A succession plan should clearly decide what happens to the owner’s business interest. In some cases, it should pass on to a trained successor. In other cases, the remaining owners should buy it. The danger lies in leaving that decision to grieving family members, surviving shareholders, and an executor under pressure.

Buy-and-Sell Planning Prevents a Forced Fight

A buy-and-sell agreement gives everyone a pre-agreed route when an owner dies, becomes disabled, or exits the business. It should also clearly state how interests will be valued and how payments will be funded.

This is especially important in owner-managed businesses. The remaining shareholders may not want a spouse, child or executor involved in management. The family, however, may need fair compensation for the deceased owner’s interest. A properly structured buy-and-sell arrangement can serve both interests.

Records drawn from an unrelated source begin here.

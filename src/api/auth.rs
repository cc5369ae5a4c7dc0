use axum::{
    extract::{FromRef, FromRequestParts},
    http::{header::AUTHORIZATION, request::Parts},
};

use crate::{
    error::{ApiError, Error},
    storage::{Db, Querier},
};

/// 已认证的调用者
///
/// 从 `Authorization: Bearer <token>` 解析令牌并查表得到。
/// 令牌缺失或未知时拒绝请求，返回 401。
///
/// ```ignore
/// async fn create(user: AuthUser, /* ... */) -> Result<_> {
///     // user.id 作为新记录的作者
/// }
/// ```
#[derive(Debug, Clone)]
pub struct AuthUser {
    pub id: i64,
    pub username: String,
}

impl<S> FromRequestParts<S> for AuthUser
where
    Db: FromRef<S>,
    S: Send + Sync,
{
    type Rejection = Error;

    async fn from_request_parts(parts: &mut Parts, state: &S) -> Result<Self, Self::Rejection> {
        let token = parts
            .headers
            .get(AUTHORIZATION)
            .and_then(|v| v.to_str().ok())
            .and_then(|v| v.strip_prefix("Bearer "))
            .ok_or(ApiError::Unauthorized)?;

        let pool = Db::from_ref(state);
        let (id, username) = pool
            .user_by_token(token)
            .await?
            .ok_or(ApiError::Unauthorized)?;

        Ok(AuthUser { id, username })
    }
}
use axum::extract::{Path, State};
use axum::http::StatusCode;
use axum::routing::get;
use axum::{Json, Router};
use axum_extra::extract::Query;
use serde::{Deserialize, Serialize};

use crate::{
    error::{ApiError, Result},
    state::AppState,
    storage::{ArticleChange, ArticleFilter, ArticleRow, Db, NewArticle, Ordering, Querier, Store},
};

use super::auth::AuthUser;
use super::payload::{ArticleFields, ArticlePayload};

/// 配置文章相关路由。
///
/// 路由包括：
/// - `GET /articles`：文章列表，支持筛选、搜索和排序
/// - `POST /articles`：创建文章（需认证）
/// - `GET /articles/{slug}`：获取单篇文章
/// - `PUT/PATCH /articles/{slug}`：更新文章（需认证）
/// - `DELETE /articles/{slug}`：删除文章（需认证）
pub fn setup_route() -> Router<AppState> {
    Router::new()
        .route("/articles", get(article_list).post(article_create))
        .route(
            "/articles/{slug}",
            get(article)
                .put(article_update)
                .patch(article_update)
                .delete(article_remove),
        )
}

/// 文章的对外表示
///
/// `category_name` 和 `author_name` 为连接查询得到的只读冗余字段。
#[derive(Debug, Serialize)]
pub struct Article {
    pub id: i64,
    pub title: String,
    pub slug: String,
    pub content: String,
    pub image: Option<String>,
    pub category: i64,
    pub category_name: String,
    pub author: i64,
    pub author_name: String,
    pub published: bool,
    pub created_at: i64,
    pub updated_at: i64,
}

impl From<ArticleRow> for Article {
    fn from(row: ArticleRow) -> Self {
        Self {
            id: row.id,
            title: row.title,
            slug: row.slug,
            content: row.content,
            image: row.image,
            category: row.category_id,
            category_name: row.category_name,
            author: row.author_id,
            author_name: row.author_name,
            published: row.published,
            created_at: row.created_at.timestamp_millis(),
            updated_at: row.updated_at.timestamp_millis(),
        }
    }
}

/// 查询参数，用于文章列表筛选和排序。
#[derive(Debug, Default, Deserialize)]
#[serde(default)]
pub struct QueryParams {
    category: Option<i64>,
    author: Option<i64>,
    published: Option<bool>,
    search: Option<String>,
    ordering: Option<String>,
}

impl From<QueryParams> for ArticleFilter {
    fn from(params: QueryParams) -> Self {
        Self {
            category: params.category,
            author: params.author,
            published: params.published,
            search: params.search,
            ordering: Ordering::parse(params.ordering.as_deref()),
        }
    }
}

/// 获取文章列表。
///
/// 支持按分类、作者和发布状态筛选，按标题正文搜索，
/// 默认按创建时间倒序。
async fn article_list(
    Query(params): Query<QueryParams>,
    State(pool): State<Db>,
) -> Result<Json<Vec<Article>>> {
    let rows = pool.article_list(&params.into()).await?;
    Ok(Json(rows.into_iter().map(Article::from).collect()))
}

/// 根据 slug 获取单篇文章。
///
/// 文章不存在返回 [`ApiError::NotFound`]。
async fn article(Path(slug): Path<String>, State(pool): State<Db>) -> Result<Json<Article>> {
    let row = pool
        .article_by_slug(&slug)
        .await?
        .ok_or(ApiError::NotFound)?;
    Ok(Json(row.into()))
}

/// 创建文章。
///
/// 作者总是取认证调用者，请求体中的作者字段忽略。
/// 发布状态缺省为已发布。
async fn article_create(
    State(pool): State<Db>,
    user: AuthUser,
    ArticlePayload(fields): ArticlePayload,
) -> Result<(StatusCode, Json<Article>)> {
    let new = require_fields(fields, user.id)?;

    let id = (&pool).insert_article(&new).await?;
    let row = pool.article_by_id(id).await?.ok_or(ApiError::NotFound)?;

    Ok((StatusCode::CREATED, Json(row.into())))
}

/// 更新文章。
///
/// PUT 和 PATCH 共用：缺失的字段保留原值，作者不可变更，
/// `updated_at` 随每次修改刷新。
async fn article_update(
    Path(slug): Path<String>,
    State(pool): State<Db>,
    _user: AuthUser,
    ArticlePayload(fields): ArticlePayload,
) -> Result<Json<Article>> {
    let current = pool
        .article_by_slug(&slug)
        .await?
        .ok_or(ApiError::NotFound)?;

    let change = merge_fields(fields, &current);
    (&pool).update_article(current.id, &change).await?;

    let row = pool
        .article_by_id(current.id)
        .await?
        .ok_or(ApiError::NotFound)?;
    Ok(Json(row.into()))
}

/// 删除文章。
async fn article_remove(
    Path(slug): Path<String>,
    State(pool): State<Db>,
    _user: AuthUser,
) -> Result<StatusCode> {
    let current = pool
        .article_by_slug(&slug)
        .await?
        .ok_or(ApiError::NotFound)?;

    (&pool).delete_article(current.id).await?;
    Ok(StatusCode::NO_CONTENT)
}

/// 校验创建文章的必填字段
///
/// title、slug、content、category 缺一不可，
/// 作者取自认证调用者。
fn require_fields(fields: ArticleFields, author_id: i64) -> Result<NewArticle> {
    let required = |field: &'static str, value: Option<String>| -> Result<String> {
        value.ok_or_else(|| ApiError::validation(field, "this field is required").into())
    };

    Ok(NewArticle {
        title: required("title", fields.title)?,
        slug: required("slug", fields.slug)?,
        content: required("content", fields.content)?,
        image: fields.image,
        category_id: fields
            .category
            .ok_or_else(|| ApiError::validation("category", "this field is required"))?,
        author_id,
        published: fields.published.unwrap_or(true),
    })
}

/// 合并更新字段，缺失的字段保留原值
fn merge_fields(fields: ArticleFields, current: &ArticleRow) -> ArticleChange {
    ArticleChange {
        title: fields.title.unwrap_or_else(|| current.title.clone()),
        slug: fields.slug.unwrap_or_else(|| current.slug.clone()),
        content: fields.content.unwrap_or_else(|| current.content.clone()),
        image: fields.image.or_else(|| current.image.clone()),
        category_id: fields.category.unwrap_or(current.category_id),
        published: fields.published.unwrap_or(current.published),
    }
}
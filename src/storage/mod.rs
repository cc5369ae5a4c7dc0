mod models;
mod postgres;
mod querier;
mod store;

pub use self::{
    models::{ArticleRow, CategoryRow, UserRow},
    postgres::{Db, init_db_from_env, migrate},
    querier::{ArticleFilter, Ordering, Querier},
    store::{ArticleChange, NewArticle, Store},
};
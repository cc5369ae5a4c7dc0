use std::path::Path;

use axum::{
    Form, Json,
    extract::{FromRequest, Multipart, Request},
    http::header::CONTENT_TYPE,
};
use serde::Deserialize;

use crate::{
    error::{ApiError, Error},
    state::AppState,
};

/// 文章写入请求的字段集合
///
/// 所有字段可选：创建时由处理器检查必填项，更新时缺失的
/// 字段保留原值。请求体中的作者字段一律忽略。
#[derive(Debug, Default, Deserialize)]
pub struct ArticleFields {
    pub title: Option<String>,
    pub slug: Option<String>,
    pub content: Option<String>,
    pub category: Option<i64>,
    pub published: Option<bool>,
    pub image: Option<String>,
}

/// 按 `Content-Type` 在 JSON 和表单之间分派的请求体
///
/// 用于不涉及文件上传的写入接口。
pub struct JsonOrForm<T>(pub T);

impl<S, T> FromRequest<S> for JsonOrForm<T>
where
    S: Send + Sync,
    T: serde::de::DeserializeOwned,
{
    type Rejection = Error;

    async fn from_request(req: Request, state: &S) -> Result<Self, Self::Rejection> {
        let content_type = req
            .headers()
            .get(CONTENT_TYPE)
            .and_then(|v| v.to_str().ok())
            .unwrap_or_default();

        if content_type.starts_with("application/x-www-form-urlencoded") {
            let Form(value) = Form::<T>::from_request(req, state)
                .await
                .map_err(|e| ApiError::validation("body", e.body_text()))?;
            return Ok(Self(value));
        }

        let Json(value) = Json::<T>::from_request(req, state)
            .await
            .map_err(|e| ApiError::validation("body", e.body_text()))?;
        Ok(Self(value))
    }
}

/// 按 `Content-Type` 解析文章写入请求体
///
/// 支持三种格式：
/// - `application/json`
/// - `application/x-www-form-urlencoded`
/// - `multipart/form-data`，其中 `image` 文件部分会写入
///   上传目录，字段值记录相对路径
pub struct ArticlePayload(pub ArticleFields);

impl FromRequest<AppState> for ArticlePayload {
    type Rejection = Error;

    async fn from_request(req: Request, state: &AppState) -> Result<Self, Self::Rejection> {
        let content_type = req
            .headers()
            .get(CONTENT_TYPE)
            .and_then(|v| v.to_str().ok())
            .unwrap_or_default();

        if content_type.starts_with("multipart/form-data") {
            let multipart = Multipart::from_request(req, state)
                .await
                .map_err(|e| ApiError::validation("body", e.body_text()))?;
            let fields = from_multipart(multipart, state.media_root()).await?;
            return Ok(Self(fields));
        }

        if content_type.starts_with("application/x-www-form-urlencoded") {
            let Form(fields) = Form::<ArticleFields>::from_request(req, state)
                .await
                .map_err(|e| ApiError::validation("body", e.body_text()))?;
            return Ok(Self(fields));
        }

        let Json(fields) = Json::<ArticleFields>::from_request(req, state)
            .await
            .map_err(|e| ApiError::validation("body", e.body_text()))?;
        Ok(Self(fields))
    }
}

/// 逐个读取 multipart 字段
///
/// 文本字段按名称填充，`image` 文件部分落盘后记录相对路径，
/// 未知字段（包括 `author`）跳过。
async fn from_multipart(
    mut multipart: Multipart,
    media_root: &Path,
) -> Result<ArticleFields, Error> {
    let mut fields = ArticleFields::default();

    while let Some(field) = multipart
        .next_field()
        .await
        .map_err(|e| ApiError::validation("body", e.body_text()))?
    {
        let Some(name) = field.name().map(str::to_owned) else {
            continue;
        };

        if name == "image" && field.file_name().is_some() {
            fields.image = Some(save_image(field, media_root).await?);
            continue;
        }

        let text = field
            .text()
            .await
            .map_err(|e| ApiError::validation(name.clone(), e.body_text()))?;

        match name.as_str() {
            "title" => fields.title = Some(text),
            "slug" => fields.slug = Some(text),
            "content" => fields.content = Some(text),
            "category" => {
                let id = text
                    .parse()
                    .map_err(|_| ApiError::validation("category", "expected an integer id"))?;
                fields.category = Some(id);
            }
            "published" => {
                let flag = text
                    .parse()
                    .map_err(|_| ApiError::validation("published", "expected true or false"))?;
                fields.published = Some(flag);
            }
            // 其余字段（包括 author）忽略
            _ => {}
        }
    }

    Ok(fields)
}

/// 将上传的图片写入 `{media_root}/articles/`，返回相对路径
///
/// 文件名加时间戳前缀避免覆盖，并丢弃客户端提供的路径部分。
async fn save_image(
    field: axum::extract::multipart::Field<'_>,
    media_root: &Path,
) -> Result<String, Error> {
    let file_name = field
        .file_name()
        .and_then(|n| Path::new(n).file_name())
        .map(|n| n.to_string_lossy().into_owned())
        .unwrap_or_else(|| "upload".to_string());

    let data = field
        .bytes()
        .await
        .map_err(|e| ApiError::validation("image", e.body_text()))?;

    let relative = format!(
        "articles/{}-{}",
        chrono::Local::now().timestamp_millis(),
        file_name
    );

    tokio::fs::create_dir_all(media_root.join("articles")).await?;
    tokio::fs::write(media_root.join(&relative), &data).await?;

    Ok(relative)
}
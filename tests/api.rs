use axum::{
    Router,
    body::{Body, to_bytes},
    extract::Request,
    http::{Response, StatusCode},
};
use serde_json::{Value, json};
use tower::util::ServiceExt;

use newsdesk::{
    api, state,
    storage::{init_db_from_env, migrate},
};

const ALICE_TOKEN: &str = "alice-token";
const BOB_TOKEN: &str = "bob-token";

struct TestApp {
    router: Router,
    pool: newsdesk::storage::Db,
}

impl TestApp {
    async fn new() -> Self {
        let pool = init_db_from_env().await;

        migrate(&pool, "sql/01-CREATE_TABLE.sql")
            .await
            .expect("初始化sql失败");

        // 清空数据并预置两个外部身份系统的用户和令牌
        sqlx::query("TRUNCATE TABLE auth_tokens, articles, categories, users")
            .execute(&pool)
            .await
            .expect("清空数据失败");
        sqlx::query(
            "INSERT INTO users (id, username, email, first_name, last_name)
             VALUES (5, 'alice', 'alice@example.com', 'Alice', 'Liddell'),
                    (6, 'bob', 'bob@example.com', 'Bob', 'Baker')",
        )
        .execute(&pool)
        .await
        .expect("预置用户失败");
        sqlx::query("INSERT INTO auth_tokens (token, user_id) VALUES ($1, 5), ($2, 6)")
            .bind(ALICE_TOKEN)
            .bind(BOB_TOKEN)
            .execute(&pool)
            .await
            .expect("预置令牌失败");

        let media_root = std::env::temp_dir().join("newsdesk-test-media");
        let app = state::AppState::new(pool.clone(), media_root);

        let router = api::setup_route(app);

        Self { router, pool }
    }

    pub async fn request(&self, req: Request<Body>) -> Response<Body> {
        self.router
            .clone()
            .oneshot(req)
            .await
            .expect("oneshot fail")
    }
}

impl TestApp {
    async fn read_json(resp: Response<Body>) -> Value {
        let data = to_bytes(resp.into_body(), usize::MAX)
            .await
            .expect("读取数据失败");
        if data.is_empty() {
            return Value::Null;
        }
        serde_json::from_slice(&data).expect("反序列化失败")
    }

    async fn get(&self, path: &str, code: StatusCode, msg: &str) -> Value {
        let req = Request::get(path).body(Body::empty()).expect("请求失败");
        let resp = self.request(req).await;
        assert_eq!(resp.status(), code, "{}", msg);
        Self::read_json(resp).await
    }

    async fn send_json(
        &self,
        method: &str,
        path: &str,
        token: Option<&str>,
        body: Value,
        code: StatusCode,
        msg: &str,
    ) -> Value {
        let mut builder = Request::builder()
            .method(method)
            .uri(path)
            .header("Content-Type", "application/json");
        if let Some(token) = token {
            builder = builder.header("Authorization", format!("Bearer {token}"));
        }
        let req = builder
            .body(Body::from(body.to_string()))
            .expect("请求失败");

        let resp = self.request(req).await;
        assert_eq!(resp.status(), code, "{}", msg);
        Self::read_json(resp).await
    }

    async fn delete(&self, path: &str, token: Option<&str>, code: StatusCode, msg: &str) {
        let mut builder = Request::builder().method("DELETE").uri(path);
        if let Some(token) = token {
            builder = builder.header("Authorization", format!("Bearer {token}"));
        }
        let req = builder.body(Body::empty()).expect("请求失败");

        let resp = self.request(req).await;
        assert_eq!(resp.status(), code, "{}", msg);
    }
}

#[tokio::test]
#[ignore = "API测试 依赖真实数据库"]
async fn test_api() {
    let app = TestApp::new().await;

    // 匿名写入被拒绝 不产生任何数据
    {
        app.send_json(
            "POST",
            "/api/categories",
            None,
            json!({"name": "Tech", "slug": "tech"}),
            StatusCode::UNAUTHORIZED,
            "匿名创建分类应被拒绝",
        )
        .await;

        app.send_json(
            "POST",
            "/api/categories",
            Some("no-such-token"),
            json!({"name": "Tech", "slug": "tech"}),
            StatusCode::UNAUTHORIZED,
            "未知令牌应被拒绝",
        )
        .await;

        let data = app
            .get("/api/categories", StatusCode::OK, "分类列表应为空")
            .await;
        assert_eq!(data.as_array().expect("应为数组").len(), 0);
    }

    // 分类的增删改查
    let (tech_id, life_id) = {
        let created = app
            .send_json(
                "POST",
                "/api/categories",
                Some(ALICE_TOKEN),
                json!({"name": "Tech", "slug": "tech"}),
                StatusCode::CREATED,
                "创建分类",
            )
            .await;
        assert_eq!(created["name"], "Tech");
        assert_eq!(created["slug"], "tech");

        let fetched = app
            .get("/api/categories/tech", StatusCode::OK, "按 slug 获取分类")
            .await;
        assert_eq!(fetched["name"], "Tech", "创建后按 slug 取回应一致");
        assert_eq!(fetched["id"], created["id"]);

        app.send_json(
            "POST",
            "/api/categories",
            Some(ALICE_TOKEN),
            json!({"name": "Tech Again", "slug": "tech"}),
            StatusCode::BAD_REQUEST,
            "slug 重复应返回校验错误",
        )
        .await;
        let data = app
            .get("/api/categories", StatusCode::OK, "重复创建不应持久化")
            .await;
        assert_eq!(data.as_array().expect("应为数组").len(), 1);

        app.get(
            "/api/categories/no-such",
            StatusCode::NOT_FOUND,
            "未知 slug 应返回 404",
        )
        .await;

        // 任何已认证用户都可以编辑别人创建的分类
        let updated = app
            .send_json(
                "PATCH",
                "/api/categories/tech",
                Some(BOB_TOKEN),
                json!({"name": "Technology"}),
                StatusCode::OK,
                "部分更新分类",
            )
            .await;
        assert_eq!(updated["name"], "Technology");
        assert_eq!(updated["slug"], "tech", "未提交的字段应保留原值");

        let life = app
            .send_json(
                "POST",
                "/api/categories",
                Some(BOB_TOKEN),
                json!({"name": "Life", "slug": "life"}),
                StatusCode::CREATED,
                "创建第二个分类",
            )
            .await;

        (
            created["id"].as_i64().expect("分类 id"),
            life["id"].as_i64().expect("分类 id"),
        )
    };

    // 创建文章 作者总是认证调用者
    {
        let created = app
            .send_json(
                "POST",
                "/api/articles",
                Some(ALICE_TOKEN),
                json!({
                    "title": "A",
                    "slug": "a",
                    "content": "something about foo",
                    "category": tech_id,
                    "author": 999
                }),
                StatusCode::CREATED,
                "创建文章",
            )
            .await;
        assert_eq!(created["author"], 5, "作者应为认证调用者 忽略请求体");
        assert_eq!(created["author_name"], "alice");
        assert_eq!(created["category"], tech_id);
        assert_eq!(created["category_name"], "Technology");
        assert_eq!(created["published"], true, "发布状态缺省为已发布");

        app.send_json(
            "POST",
            "/api/articles",
            Some(ALICE_TOKEN),
            json!({"title": "No Content", "slug": "no-content", "category": tech_id}),
            StatusCode::BAD_REQUEST,
            "缺少必填字段应返回校验错误",
        )
        .await;

        app.send_json(
            "POST",
            "/api/articles",
            Some(ALICE_TOKEN),
            json!({"title": "A2", "slug": "a", "content": "x", "category": tech_id}),
            StatusCode::BAD_REQUEST,
            "文章 slug 重复应返回校验错误",
        )
        .await;

        app.send_json(
            "POST",
            "/api/articles",
            Some(ALICE_TOKEN),
            json!({"title": "A3", "slug": "a3", "content": "x", "category": 424242}),
            StatusCode::BAD_REQUEST,
            "引用不存在的分类应返回校验错误",
        )
        .await;

        let data = app
            .get("/api/articles", StatusCode::OK, "失败的创建不应持久化")
            .await;
        assert_eq!(data.as_array().expect("应为数组").len(), 1);
    }

    // 列表的筛选 搜索和排序
    {
        app.send_json(
            "POST",
            "/api/articles",
            Some(BOB_TOKEN),
            json!({
                "title": "B",
                "slug": "b",
                "content": "something about bar",
                "category": life_id,
                "published": false
            }),
            StatusCode::CREATED,
            "创建未发布文章",
        )
        .await;
        app.send_json(
            "POST",
            "/api/articles",
            Some(ALICE_TOKEN),
            json!({
                "title": "C",
                "slug": "c",
                "content": "foo again",
                "category": tech_id
            }),
            StatusCode::CREATED,
            "创建第三篇文章",
        )
        .await;

        let data = app
            .get("/api/articles", StatusCode::OK, "默认按创建时间倒序")
            .await;
        let slugs: Vec<&str> = data
            .as_array()
            .expect("应为数组")
            .iter()
            .map(|a| a["slug"].as_str().expect("slug"))
            .collect();
        assert_eq!(slugs, ["c", "b", "a"]);

        let data = app
            .get(
                "/api/articles?published=false",
                StatusCode::OK,
                "按发布状态筛选",
            )
            .await;
        let rows = data.as_array().expect("应为数组");
        assert_eq!(rows.len(), 1);
        assert_eq!(rows[0]["slug"], "b");

        let data = app
            .get("/api/articles?search=foo", StatusCode::OK, "标题正文搜索")
            .await;
        assert_eq!(data.as_array().expect("应为数组").len(), 2);

        let data = app
            .get(
                "/api/articles?ordering=title",
                StatusCode::OK,
                "按标题升序",
            )
            .await;
        let titles: Vec<&str> = data
            .as_array()
            .expect("应为数组")
            .iter()
            .map(|a| a["title"].as_str().expect("title"))
            .collect();
        assert_eq!(titles, ["A", "B", "C"]);

        let data = app
            .get(
                &format!("/api/articles?category={life_id}"),
                StatusCode::OK,
                "按分类筛选",
            )
            .await;
        assert_eq!(data.as_array().expect("应为数组").len(), 1);

        let data = app
            .get("/api/articles?author=6", StatusCode::OK, "按作者筛选")
            .await;
        let rows = data.as_array().expect("应为数组");
        assert_eq!(rows.len(), 1);
        assert_eq!(rows[0]["author_name"], "bob");
    }

    // 部分更新 作者和未提交字段不变
    {
        let before = app
            .get("/api/articles/a", StatusCode::OK, "更新前取回")
            .await;

        let updated = app
            .send_json(
                "PATCH",
                "/api/articles/a",
                Some(BOB_TOKEN),
                json!({"content": "updated foo", "author": 999}),
                StatusCode::OK,
                "部分更新文章",
            )
            .await;
        assert_eq!(updated["title"], "A", "未提交的字段应保留原值");
        assert_eq!(updated["content"], "updated foo");
        assert_eq!(updated["author"], 5, "作者创建后不可变更");
        assert!(
            updated["updated_at"].as_i64() >= before["updated_at"].as_i64(),
            "更新时间应刷新"
        );

        app.send_json(
            "PUT",
            "/api/articles/no-such",
            Some(ALICE_TOKEN),
            json!({"content": "x"}),
            StatusCode::NOT_FOUND,
            "更新未知 slug 应返回 404",
        )
        .await;
    }

    // multipart 创建 带图片上传
    {
        let boundary = "NEWSDESK-TEST-BOUNDARY";
        let body = format!(
            "--{boundary}\r\n\
             Content-Disposition: form-data; name=\"title\"\r\n\r\nWith Picture\r\n\
             --{boundary}\r\n\
             Content-Disposition: form-data; name=\"slug\"\r\n\r\npic\r\n\
             --{boundary}\r\n\
             Content-Disposition: form-data; name=\"content\"\r\n\r\nillustrated\r\n\
             --{boundary}\r\n\
             Content-Disposition: form-data; name=\"category\"\r\n\r\n{tech_id}\r\n\
             --{boundary}\r\n\
             Content-Disposition: form-data; name=\"image\"; filename=\"cover.png\"\r\n\
             Content-Type: image/png\r\n\r\nnot-really-a-png\r\n\
             --{boundary}--\r\n"
        );

        let req = Request::post("/api/articles")
            .header(
                "Content-Type",
                format!("multipart/form-data; boundary={boundary}"),
            )
            .header("Authorization", format!("Bearer {ALICE_TOKEN}"))
            .body(Body::from(body))
            .expect("请求失败");
        let resp = app.request(req).await;
        assert_eq!(resp.status(), StatusCode::CREATED, "multipart 创建文章");

        let created = TestApp::read_json(resp).await;
        assert_eq!(created["title"], "With Picture");
        let image = created["image"].as_str().expect("image 路径");
        assert!(image.starts_with("articles/"), "图片应落在上传目录下");
    }

    // 用户只读接口
    {
        let data = app.get("/api/users", StatusCode::OK, "用户列表").await;
        assert_eq!(data.as_array().expect("应为数组").len(), 2);

        let alice = app
            .get("/api/users/5", StatusCode::OK, "按 id 获取用户")
            .await;
        assert_eq!(alice["username"], "alice");
        assert_eq!(alice["first_name"], "Alice");

        app.get("/api/users/999", StatusCode::NOT_FOUND, "未知用户应 404")
            .await;
    }

    // 匿名删除不产生任何变更
    {
        app.delete(
            "/api/articles/a",
            None,
            StatusCode::UNAUTHORIZED,
            "匿名删除应被拒绝",
        )
        .await;
        app.get("/api/articles/a", StatusCode::OK, "文章应仍然存在")
            .await;
    }

    // 级联删除
    {
        app.delete(
            "/api/categories/tech",
            Some(ALICE_TOKEN),
            StatusCode::NO_CONTENT,
            "删除分类",
        )
        .await;
        app.get(
            "/api/articles/a",
            StatusCode::NOT_FOUND,
            "分类删除应级联删除文章",
        )
        .await;
        let data = app
            .get("/api/articles", StatusCode::OK, "其他分类的文章应保留")
            .await;
        let rows = data.as_array().expect("应为数组");
        assert_eq!(rows.len(), 1);
        assert_eq!(rows[0]["slug"], "b");

        // 用户由外部系统删除 其文章一并消失
        sqlx::query("DELETE FROM users WHERE id = 6")
            .execute(&app.pool)
            .await
            .expect("删除用户失败");
        app.get(
            "/api/articles/b",
            StatusCode::NOT_FOUND,
            "用户删除应级联删除其文章",
        )
        .await;
    }
}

Life assurance often supports this plan. The policy proceeds can fund the purchase, allowing the family to receive value without forcing the business to find cash when it is already under strain.

Key People Need a Continuity Plan

Many businesses depend heavily on one person’s relationships, technical knowledge, decision-making, or signing authority. If that person dies or becomes incapacitated, the business may lose trust from clients, support from suppliers, and put operations at risk.

Key-person planning helps the business survive that gap. This may include documented delegated authority, client handover plans, and clear signing powers. A will cannot manage those issues on its own. The company’s internal records, mandates, and agreements must also support continuity.

Deadlock Can Damage the Business

Estate administration takes time. Businesses do not have that luxury. Employees need leadership, suppliers need payment, clients need reassurance, and banks may want immediate answers.

Deadlock usually happens when no one knows who may act. Surviving directors may disagree with heirs. Family members may argue about whether to sell, continue, or restructure the business. Executors may not understand the business well enough to make urgent commercial decisions.

A succession plan reduces that risk. It should identify the correct successor, confirm interim decision-making powers, guide the executor, and ensure that key documents, contracts, and financial records can be accessed by the right people.

Plan for Succession Early

A personal estate plan protects your family. A succession plan protects the business that may fund your family’s future. For business owners, the real question is not only who inherits your assets. It’s what happens to the business the day after you’re gone. A strong plan protects value, prevents avoidable conflict, and gives the people left behind a clear way forward. Build a succession plan as part of your estate.

While every reasonable effort is taken to ensure the accuracy and soundness of the contents of this publication, neither the writers of articles nor the publisher will bear any responsibility for the consequences of any actions based on information or recommendations contained herein. Our material is for informational purposes.